> **Information shown**:
◆ ◆ ◆ ◆ ◆ ◆ ◆
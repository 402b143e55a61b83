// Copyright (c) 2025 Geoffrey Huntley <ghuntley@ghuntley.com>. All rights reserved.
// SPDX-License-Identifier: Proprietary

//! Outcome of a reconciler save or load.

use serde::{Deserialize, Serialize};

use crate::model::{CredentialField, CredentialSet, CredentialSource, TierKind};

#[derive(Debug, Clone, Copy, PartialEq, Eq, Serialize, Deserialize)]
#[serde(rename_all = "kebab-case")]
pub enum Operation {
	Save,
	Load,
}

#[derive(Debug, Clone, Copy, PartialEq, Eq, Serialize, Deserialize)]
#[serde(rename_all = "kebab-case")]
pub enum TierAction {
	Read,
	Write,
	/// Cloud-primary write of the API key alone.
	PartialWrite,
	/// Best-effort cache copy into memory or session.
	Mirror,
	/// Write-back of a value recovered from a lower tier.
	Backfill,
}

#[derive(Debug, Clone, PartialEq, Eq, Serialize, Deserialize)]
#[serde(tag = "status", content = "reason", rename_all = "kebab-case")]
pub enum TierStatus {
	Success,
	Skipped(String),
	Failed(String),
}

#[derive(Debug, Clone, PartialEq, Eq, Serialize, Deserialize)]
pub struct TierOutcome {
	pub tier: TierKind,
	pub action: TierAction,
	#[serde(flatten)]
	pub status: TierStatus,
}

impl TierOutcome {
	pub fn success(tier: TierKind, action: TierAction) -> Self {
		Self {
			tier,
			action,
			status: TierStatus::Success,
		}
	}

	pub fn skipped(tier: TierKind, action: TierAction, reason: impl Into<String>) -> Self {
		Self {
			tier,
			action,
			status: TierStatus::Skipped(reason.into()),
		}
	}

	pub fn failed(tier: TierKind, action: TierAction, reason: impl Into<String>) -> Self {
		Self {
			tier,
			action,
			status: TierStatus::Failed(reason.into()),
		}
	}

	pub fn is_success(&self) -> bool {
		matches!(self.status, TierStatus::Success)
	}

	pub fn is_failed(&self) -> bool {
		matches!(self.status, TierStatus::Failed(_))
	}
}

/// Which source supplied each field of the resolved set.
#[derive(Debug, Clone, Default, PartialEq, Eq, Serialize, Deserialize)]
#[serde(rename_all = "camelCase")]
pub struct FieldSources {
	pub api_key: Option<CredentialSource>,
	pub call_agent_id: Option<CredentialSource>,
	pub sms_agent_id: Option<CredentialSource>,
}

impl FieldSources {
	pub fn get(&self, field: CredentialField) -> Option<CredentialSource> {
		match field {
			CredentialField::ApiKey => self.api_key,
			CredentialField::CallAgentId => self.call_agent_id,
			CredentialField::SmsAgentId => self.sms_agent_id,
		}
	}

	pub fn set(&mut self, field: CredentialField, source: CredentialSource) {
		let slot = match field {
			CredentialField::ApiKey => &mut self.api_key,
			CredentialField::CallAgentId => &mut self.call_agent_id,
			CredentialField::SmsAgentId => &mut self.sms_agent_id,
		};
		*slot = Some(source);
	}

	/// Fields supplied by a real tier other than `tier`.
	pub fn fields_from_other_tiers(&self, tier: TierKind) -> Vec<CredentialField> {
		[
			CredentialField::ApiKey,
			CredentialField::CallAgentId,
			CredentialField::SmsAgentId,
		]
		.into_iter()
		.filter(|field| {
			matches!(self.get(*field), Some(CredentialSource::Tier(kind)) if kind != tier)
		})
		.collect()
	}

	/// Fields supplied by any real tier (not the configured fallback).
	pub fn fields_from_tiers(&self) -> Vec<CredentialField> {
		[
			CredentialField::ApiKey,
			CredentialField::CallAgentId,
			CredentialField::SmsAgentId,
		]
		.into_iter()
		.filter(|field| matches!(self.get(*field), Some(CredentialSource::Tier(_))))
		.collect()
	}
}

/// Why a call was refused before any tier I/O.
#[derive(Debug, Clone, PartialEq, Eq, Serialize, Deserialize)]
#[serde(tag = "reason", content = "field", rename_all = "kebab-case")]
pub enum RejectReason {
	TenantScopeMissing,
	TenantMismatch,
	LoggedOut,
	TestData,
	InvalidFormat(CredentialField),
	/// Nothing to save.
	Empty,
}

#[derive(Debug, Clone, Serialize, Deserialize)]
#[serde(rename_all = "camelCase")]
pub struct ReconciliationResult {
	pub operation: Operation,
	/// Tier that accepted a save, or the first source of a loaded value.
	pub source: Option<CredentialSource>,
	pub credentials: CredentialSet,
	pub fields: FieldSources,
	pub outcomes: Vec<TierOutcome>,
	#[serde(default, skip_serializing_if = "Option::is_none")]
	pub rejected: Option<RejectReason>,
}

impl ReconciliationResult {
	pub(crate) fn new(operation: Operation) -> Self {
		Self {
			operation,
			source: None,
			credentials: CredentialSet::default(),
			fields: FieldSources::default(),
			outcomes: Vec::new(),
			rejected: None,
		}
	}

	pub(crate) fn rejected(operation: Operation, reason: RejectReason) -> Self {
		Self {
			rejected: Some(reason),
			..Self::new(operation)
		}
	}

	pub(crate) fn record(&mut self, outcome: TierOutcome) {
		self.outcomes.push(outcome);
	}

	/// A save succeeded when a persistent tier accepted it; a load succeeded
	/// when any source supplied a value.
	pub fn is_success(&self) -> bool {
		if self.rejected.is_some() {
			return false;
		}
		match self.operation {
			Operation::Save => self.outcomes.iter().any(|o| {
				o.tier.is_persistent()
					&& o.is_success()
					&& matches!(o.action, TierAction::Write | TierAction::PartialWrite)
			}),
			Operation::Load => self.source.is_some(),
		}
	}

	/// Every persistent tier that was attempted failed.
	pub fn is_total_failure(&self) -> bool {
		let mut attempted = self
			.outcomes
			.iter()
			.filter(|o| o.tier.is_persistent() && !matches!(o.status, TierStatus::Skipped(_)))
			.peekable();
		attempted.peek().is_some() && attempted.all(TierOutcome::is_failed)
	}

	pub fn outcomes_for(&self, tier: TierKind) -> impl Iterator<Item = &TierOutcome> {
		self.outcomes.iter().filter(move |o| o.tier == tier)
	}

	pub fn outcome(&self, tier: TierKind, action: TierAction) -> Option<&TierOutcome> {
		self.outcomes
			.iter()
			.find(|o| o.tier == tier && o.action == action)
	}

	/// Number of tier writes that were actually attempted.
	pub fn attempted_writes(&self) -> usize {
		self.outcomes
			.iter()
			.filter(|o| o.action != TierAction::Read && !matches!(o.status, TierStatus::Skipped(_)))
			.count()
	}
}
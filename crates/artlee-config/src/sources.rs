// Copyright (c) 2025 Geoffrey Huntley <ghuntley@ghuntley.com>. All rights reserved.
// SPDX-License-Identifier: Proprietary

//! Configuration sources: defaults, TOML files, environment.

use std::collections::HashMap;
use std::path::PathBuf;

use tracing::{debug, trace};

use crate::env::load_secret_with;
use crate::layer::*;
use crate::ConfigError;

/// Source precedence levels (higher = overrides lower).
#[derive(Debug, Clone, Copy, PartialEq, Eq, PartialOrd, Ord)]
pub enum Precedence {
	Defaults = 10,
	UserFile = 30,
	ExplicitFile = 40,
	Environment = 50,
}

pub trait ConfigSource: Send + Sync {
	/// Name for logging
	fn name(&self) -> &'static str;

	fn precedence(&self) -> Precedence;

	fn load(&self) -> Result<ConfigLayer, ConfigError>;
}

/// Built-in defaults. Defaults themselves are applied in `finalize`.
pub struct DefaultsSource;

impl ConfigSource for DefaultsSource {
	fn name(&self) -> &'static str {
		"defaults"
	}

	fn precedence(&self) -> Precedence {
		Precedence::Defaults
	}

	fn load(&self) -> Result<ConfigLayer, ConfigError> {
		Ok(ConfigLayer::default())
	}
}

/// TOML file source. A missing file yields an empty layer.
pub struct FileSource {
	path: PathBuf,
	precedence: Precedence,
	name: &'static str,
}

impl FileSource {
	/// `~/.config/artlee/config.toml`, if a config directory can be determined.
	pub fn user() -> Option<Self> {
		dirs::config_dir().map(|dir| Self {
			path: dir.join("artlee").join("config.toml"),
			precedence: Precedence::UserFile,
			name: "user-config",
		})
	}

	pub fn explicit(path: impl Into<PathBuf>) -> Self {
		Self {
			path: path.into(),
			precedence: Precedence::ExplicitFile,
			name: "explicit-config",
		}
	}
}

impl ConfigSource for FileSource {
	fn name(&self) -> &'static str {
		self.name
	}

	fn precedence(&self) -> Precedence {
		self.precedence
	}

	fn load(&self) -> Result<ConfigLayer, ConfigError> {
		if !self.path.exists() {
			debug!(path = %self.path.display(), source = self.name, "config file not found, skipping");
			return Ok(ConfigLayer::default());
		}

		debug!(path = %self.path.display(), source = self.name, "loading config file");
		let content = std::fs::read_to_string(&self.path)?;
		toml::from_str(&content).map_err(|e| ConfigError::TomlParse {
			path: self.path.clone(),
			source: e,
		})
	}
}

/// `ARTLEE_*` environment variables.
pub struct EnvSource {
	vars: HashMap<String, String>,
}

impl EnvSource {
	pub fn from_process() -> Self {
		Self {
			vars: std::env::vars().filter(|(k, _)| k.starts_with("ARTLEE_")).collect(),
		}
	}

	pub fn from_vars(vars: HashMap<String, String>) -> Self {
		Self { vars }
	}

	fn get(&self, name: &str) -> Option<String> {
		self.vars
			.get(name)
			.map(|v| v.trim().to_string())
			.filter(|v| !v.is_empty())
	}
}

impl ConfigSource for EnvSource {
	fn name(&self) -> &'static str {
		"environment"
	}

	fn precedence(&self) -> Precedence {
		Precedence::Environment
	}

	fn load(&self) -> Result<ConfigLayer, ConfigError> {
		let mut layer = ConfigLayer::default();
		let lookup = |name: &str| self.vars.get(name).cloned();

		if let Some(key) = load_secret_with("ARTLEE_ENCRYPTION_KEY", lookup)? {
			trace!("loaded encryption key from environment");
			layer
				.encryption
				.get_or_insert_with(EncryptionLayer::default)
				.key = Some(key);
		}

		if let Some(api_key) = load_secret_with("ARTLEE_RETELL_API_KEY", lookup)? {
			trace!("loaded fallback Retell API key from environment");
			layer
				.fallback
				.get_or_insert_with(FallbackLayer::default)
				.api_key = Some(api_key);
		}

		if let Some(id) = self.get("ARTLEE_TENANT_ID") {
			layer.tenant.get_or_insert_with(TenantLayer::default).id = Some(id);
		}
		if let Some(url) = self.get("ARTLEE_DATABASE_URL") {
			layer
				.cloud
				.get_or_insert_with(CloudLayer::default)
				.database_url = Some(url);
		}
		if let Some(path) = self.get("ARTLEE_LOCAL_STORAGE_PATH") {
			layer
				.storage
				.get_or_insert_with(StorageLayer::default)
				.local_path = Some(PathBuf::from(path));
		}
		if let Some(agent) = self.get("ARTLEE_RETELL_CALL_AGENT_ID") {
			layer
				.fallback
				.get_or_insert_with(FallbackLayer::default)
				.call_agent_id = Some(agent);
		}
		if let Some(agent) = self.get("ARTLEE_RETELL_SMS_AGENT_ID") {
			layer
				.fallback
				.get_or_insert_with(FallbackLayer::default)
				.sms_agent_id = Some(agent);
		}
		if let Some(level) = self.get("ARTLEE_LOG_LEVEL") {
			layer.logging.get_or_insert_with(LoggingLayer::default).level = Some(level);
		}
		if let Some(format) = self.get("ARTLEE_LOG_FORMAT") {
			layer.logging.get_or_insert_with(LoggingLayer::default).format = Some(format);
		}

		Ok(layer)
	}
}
◆ ◆ ◆ ◆ ◆ ◆ ◆
> **What you need to do**:
Your answer must be the count of lines in the data that contain "FileSource", with no added words.

> **Answer section**:
3